In many ways, the situation then is not dissimilar to the Philippines now, where divorce is illegal and contraception shunned.

The economic boom in Ireland from 1996 onwards allowed for social attitudes to change. That, and the influx of 400,000 foreign nationals to a nation where thousands left each year to join the ranks of an Irish global diaspora, irrevocably changed the social fabric and left the church’s influence fraying.

By 2015, Ireland became the first nation globally to legalise gay marriage by popular referendum, rendering Varadkar’s personal life choices now politically and socially irrelevant.

But he does face huge challenges in taking over the coalition government.

A series of scandals over the treatment of a whistleblower within the ranks of the Irish police — the Garda Siochana — effectively ended the political career of Varadkar’s predecessor, Enda Kenny. The Garda Commissioner has refused to resign, and she is now facing new calls after it was revealed earlier this week that seven men who had sexually abused a child won’t be prosecuted because Garda, who had questioned the young victim, was too heavy handed and did so in an inappropriate manner that has undermined any chance of a criminal indictment.

In March, at the site of a former home run by an order of Roman Catholic nuns for young unwed mothers and their babies between 1926 and 1961, the skeletal remains of more than 700 babies were found in an old septic tank and in other unmarked graves. While there is no suggestion that the victims died from non-natural causes, the manner of the disposal of their bodies is horrific. Kenny described the discovery as “truly appalling” and said the babies were treated as “some kind of sub species”.

Earlier this week, after an intense public outcry, it was decided that a new National Maternity Hospital to be built in Dublin, will be managed by government officials rather than by the Sisters of Charity, another order of nuns that has overseen maternity care at the hospital since the 1840s. It was responsible for running the so-called Magdelene laundries, where unmarried mothers were forced to labour in appalling conditions to atone for their sins.

While Varadkar is being likened to Canadian Prime Minister Justin Trudeau or new French President Emmanuel Macron for being young, energetic and politically vibrant, his party is wallowing in opinion polls. And with his coalition government relying on an agreement from Fianna Fail, the main opposition party, that it won’t trigger an election for two years, that agreement runs out next spring. It may just be too tempting for Fianna Fail not to topple the government sooner rather than later, throwing the rookie Fine Gael leader into a general election campaign.
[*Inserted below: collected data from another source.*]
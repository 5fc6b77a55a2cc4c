//! Sync engine: bounded-concurrency delivery of eligible records

pub mod scheduler;
#[cfg(test)]
pub(crate) mod testing;
mod transport;

pub use scheduler::AutoSync;
pub use transport::{
    DeliveryOutcome, HttpIngestClient, IngestTransport, RecordSubmission, SubmissionLocation,
    TransportError,
};

use std::sync::Arc;

use chrono::Utc;
use serde::Serialize;
use tokio::sync::Semaphore;
use tokio::task::JoinSet;

use crate::config::SyncSettings;
use crate::db::LibSqlRecordStore;
use crate::error::Result;
use crate::models::{OfflineRecord, SyncStatus};

/// Outcome counters for one sync batch
#[derive(Debug, Clone, Copy, Default, PartialEq, Eq, Serialize)]
pub struct SyncReport {
    pub total: u64,
    pub success: u64,
    pub error: u64,
    pub conflict: u64,
}

enum DeliveryResult {
    Synced,
    Conflict,
    Errored,
}

/// Delivers eligible records to the remote ingestion service.
///
/// Selection is oldest-first; dispatch runs under a fixed-size permit pool
/// so the ceiling holds regardless of batch size. One delivery's failure
/// never aborts its siblings.
pub struct SyncEngine {
    store: LibSqlRecordStore,
    transport: Arc<dyn IngestTransport>,
    concurrency_ceiling: usize,
}

impl SyncEngine {
    #[must_use]
    pub fn new(
        store: LibSqlRecordStore,
        transport: Arc<dyn IngestTransport>,
        settings: &SyncSettings,
    ) -> Self {
        Self {
            store,
            transport,
            concurrency_ceiling: settings.concurrency_ceiling.max(1),
        }
    }

    #[must_use]
    pub fn transport(&self) -> Arc<dyn IngestTransport> {
        Arc::clone(&self.transport)
    }

    /// Deliver up to `max_records` eligible records and classify outcomes
    pub async fn sync_batch(&self, max_records: usize) -> Result<SyncReport> {
        let eligible = self.store.list_eligible(max_records, Utc::now()).await?;
        if eligible.is_empty() {
            return Ok(SyncReport::default());
        }

        let mut report = SyncReport {
            total: eligible.len() as u64,
            ..SyncReport::default()
        };

        let permits = Arc::new(Semaphore::new(self.concurrency_ceiling));
        let mut deliveries = JoinSet::new();
        for record in eligible {
            let store = self.store.clone();
            let transport = Arc::clone(&self.transport);
            let permits = Arc::clone(&permits);

            deliveries.spawn(async move {
                let _permit = match permits.acquire_owned().await {
                    Ok(permit) => permit,
                    Err(error) => {
                        tracing::error!(%error, "permit pool closed before dispatch");
                        return DeliveryResult::Errored;
                    }
                };
                deliver_record(&store, transport.as_ref(), record).await
            });
        }

        while let Some(joined) = deliveries.join_next().await {
            match joined {
                Ok(DeliveryResult::Synced) => report.success += 1,
                Ok(DeliveryResult::Conflict) => report.conflict += 1,
                Ok(DeliveryResult::Errored) => report.error += 1,
                Err(error) => {
                    tracing::error!(%error, "delivery task failed to join");
                    report.error += 1;
                }
            }
        }

        tracing::info!(
            total = report.total,
            success = report.success,
            error = report.error,
            conflict = report.conflict,
            "sync batch complete"
        );
        Ok(report)
    }
}

/// Mark, deliver, and classify one record.
///
/// The `syncing` mark lands transactionally before the network call, so a
/// crash between the two leaves a recoverable marker rather than a silent
/// double-send.
async fn deliver_record(
    store: &LibSqlRecordStore,
    transport: &dyn IngestTransport,
    record: OfflineRecord,
) -> DeliveryResult {
    if let Err(error) = store
        .mark(&record.id, SyncStatus::Syncing, "dispatching to ingestion service")
        .await
    {
        tracing::warn!(record_id = %record.id, %error, "failed to mark record in flight");
        return DeliveryResult::Errored;
    }

    let submission = RecordSubmission::from_record(&record);
    let (status, message, result) = match transport.deliver(&submission).await {
        Ok(DeliveryOutcome::Accepted) => (
            SyncStatus::Synced,
            "accepted by ingestion service".to_string(),
            DeliveryResult::Synced,
        ),
        Ok(DeliveryOutcome::AlreadyExists) => (
            SyncStatus::Conflict,
            "remote already holds equivalent data".to_string(),
            DeliveryResult::Conflict,
        ),
        Ok(DeliveryOutcome::Rejected { status, body }) => (
            SyncStatus::Error,
            format!("HTTP {status}: {body}"),
            DeliveryResult::Errored,
        ),
        Err(error) => (
            SyncStatus::Error,
            format!("transport failure: {error}"),
            DeliveryResult::Errored,
        ),
    };

    if let Err(error) = store.mark(&record.id, status, &message).await {
        tracing::error!(record_id = %record.id, %error, "failed to record delivery outcome");
        return DeliveryResult::Errored;
    }
    result
}
//! Domain models for offline field records

mod fingerprint;
mod record;

pub use fingerprint::{canonical_json, content_fingerprint};
pub use record::{AttemptLogEntry, DataType, Location, OfflineRecord, RecordId, SyncStatus};
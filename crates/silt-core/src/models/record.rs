//! Offline record model

use chrono::{DateTime, Utc};
use serde::{Deserialize, Serialize};
use serde_json::Value;
use std::fmt;
use std::str::FromStr;
use uuid::Uuid;

use crate::error::Error;

use super::fingerprint::content_fingerprint;

/// A unique identifier for an offline record, using UUID v7 (time-sortable)
#[derive(Debug, Clone, Copy, PartialEq, Eq, Hash, Serialize, Deserialize)]
pub struct RecordId(Uuid);

impl RecordId {
    /// Create a new unique record ID using UUID v7
    #[must_use]
    pub fn new() -> Self {
        Self(Uuid::now_v7())
    }
}

impl Default for RecordId {
    fn default() -> Self {
        Self::new()
    }
}

impl fmt::Display for RecordId {
    fn fmt(&self, f: &mut fmt::Formatter<'_>) -> fmt::Result {
        write!(f, "{}", self.0)
    }
}

impl FromStr for RecordId {
    type Err = uuid::Error;

    fn from_str(s: &str) -> Result<Self, Self::Err> {
        Ok(Self(Uuid::parse_str(s)?))
    }
}

/// Category of a captured record, used for remote routing
#[derive(Debug, Clone, PartialEq, Eq, Hash, Serialize, Deserialize)]
#[serde(from = "String", into = "String")]
pub enum DataType {
    Observation,
    Sample,
    Measurement,
    /// Any category without a dedicated remote collection
    Other(String),
}

impl DataType {
    #[must_use]
    pub fn as_str(&self) -> &str {
        match self {
            Self::Observation => "observation",
            Self::Sample => "sample",
            Self::Measurement => "measurement",
            Self::Other(name) => name,
        }
    }
}

impl From<String> for DataType {
    fn from(value: String) -> Self {
        match value.trim().to_lowercase().as_str() {
            "observation" => Self::Observation,
            "sample" => Self::Sample,
            "measurement" => Self::Measurement,
            other => Self::Other(other.to_string()),
        }
    }
}

impl From<DataType> for String {
    fn from(value: DataType) -> Self {
        value.as_str().to_string()
    }
}

impl FromStr for DataType {
    type Err = std::convert::Infallible;

    fn from_str(s: &str) -> Result<Self, Self::Err> {
        Ok(Self::from(s.to_string()))
    }
}

impl fmt::Display for DataType {
    fn fmt(&self, f: &mut fmt::Formatter<'_>) -> fmt::Result {
        write!(f, "{}", self.as_str())
    }
}

/// Delivery state of a record in the local queue
#[derive(Debug, Clone, Copy, PartialEq, Eq, Hash, Serialize, Deserialize)]
#[serde(rename_all = "lowercase")]
pub enum SyncStatus {
    Pending,
    Syncing,
    Synced,
    Error,
    Conflict,
}

impl SyncStatus {
    #[must_use]
    pub const fn as_str(self) -> &'static str {
        match self {
            Self::Pending => "pending",
            Self::Syncing => "syncing",
            Self::Synced => "synced",
            Self::Error => "error",
            Self::Conflict => "conflict",
        }
    }

    /// Terminal states are never selected for delivery again
    #[must_use]
    pub const fn is_terminal(self) -> bool {
        matches!(self, Self::Synced | Self::Conflict)
    }
}

impl fmt::Display for SyncStatus {
    fn fmt(&self, f: &mut fmt::Formatter<'_>) -> fmt::Result {
        f.write_str(self.as_str())
    }
}

impl FromStr for SyncStatus {
    type Err = Error;

    fn from_str(s: &str) -> Result<Self, Self::Err> {
        match s.trim().to_lowercase().as_str() {
            "pending" => Ok(Self::Pending),
            "syncing" => Ok(Self::Syncing),
            "synced" => Ok(Self::Synced),
            "error" => Ok(Self::Error),
            "conflict" => Ok(Self::Conflict),
            other => Err(Error::InvalidInput(format!("unknown sync status: {other}"))),
        }
    }
}

/// Capture position in decimal degrees
#[derive(Debug, Clone, Copy, PartialEq, Serialize, Deserialize)]
pub struct Location {
    pub latitude: f64,
    pub longitude: f64,
}

impl Location {
    #[must_use]
    pub const fn new(latitude: f64, longitude: f64) -> Self {
        Self {
            latitude,
            longitude,
        }
    }
}

/// A field record captured while offline, queued for delivery
#[derive(Debug, Clone, PartialEq, Serialize, Deserialize)]
pub struct OfflineRecord {
    /// Unique identifier, assigned at capture
    pub id: RecordId,
    /// Capture time (client clock)
    pub captured_at: DateTime<Utc>,
    /// Category, drives remote routing
    pub data_type: DataType,
    /// Structured payload
    pub content: Value,
    /// Capture position
    pub location: Location,
    /// Who captured the record
    pub collector_id: String,
    /// Device the record was captured on
    pub device_id: String,
    /// Delivery state
    pub sync_status: SyncStatus,
    /// Number of delivery attempts so far
    pub sync_attempts: u32,
    /// When the last delivery attempt was made
    pub last_sync_attempt: Option<DateTime<Utc>>,
    /// Deduplication fingerprint over (captured_at, data_type, content, location)
    pub content_hash: String,
}

impl OfflineRecord {
    /// Create a new record queued for delivery
    #[must_use]
    pub fn new(
        data_type: DataType,
        content: Value,
        location: Location,
        collector_id: impl Into<String>,
        device_id: impl Into<String>,
    ) -> Self {
        // Millisecond precision end to end: the store persists Unix
        // milliseconds, and the fingerprint input must survive a round trip.
        let captured_at = DateTime::from_timestamp_millis(Utc::now().timestamp_millis())
            .unwrap_or_else(Utc::now);
        let content_hash = content_fingerprint(captured_at, &data_type, &content, location);

        Self {
            id: RecordId::new(),
            captured_at,
            data_type,
            content,
            location,
            collector_id: collector_id.into(),
            device_id: device_id.into(),
            sync_status: SyncStatus::Pending,
            sync_attempts: 0,
            last_sync_attempt: None,
            content_hash,
        }
    }
}

/// One entry in a record's append-only attempt history
#[derive(Debug, Clone, PartialEq, Eq, Serialize)]
pub struct AttemptLogEntry {
    pub id: i64,
    pub record_id: RecordId,
    pub action: String,
    pub resulting_status: SyncStatus,
    pub message: String,
    pub logged_at: DateTime<Utc>,
}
It’s not just domestic politics that will test Varadkar. With Brexit talks due to begin on June 19, he faces intense pressure to ensure that the border between the Republic of Ireland in the south with Northern Ireland remains open and without customs or security checks.

With the European Union (EU), promoting the free movement of goods, services and people across its borders, the frontier with Northern Ireland will make it the only land crossing between Britain and the rest of the EU.

That, combined with the peace dividend from the Good Friday Agreement that ended three decades of sectarian and political violence in Northern Ireland in 1998, meant the border became little more than a line on a map.

Significantly, though, the Good Friday Agreement also meant that voters in the Republic had to approve two constitutional amendments for the peace process to work: The first meant giving up the Republic’s territorial claim to the entire island of Ireland; the second abolished the recognition of the special position of the Catholic church. In effect, Varadkar’s ascendency was made possible by the passage of both amendments.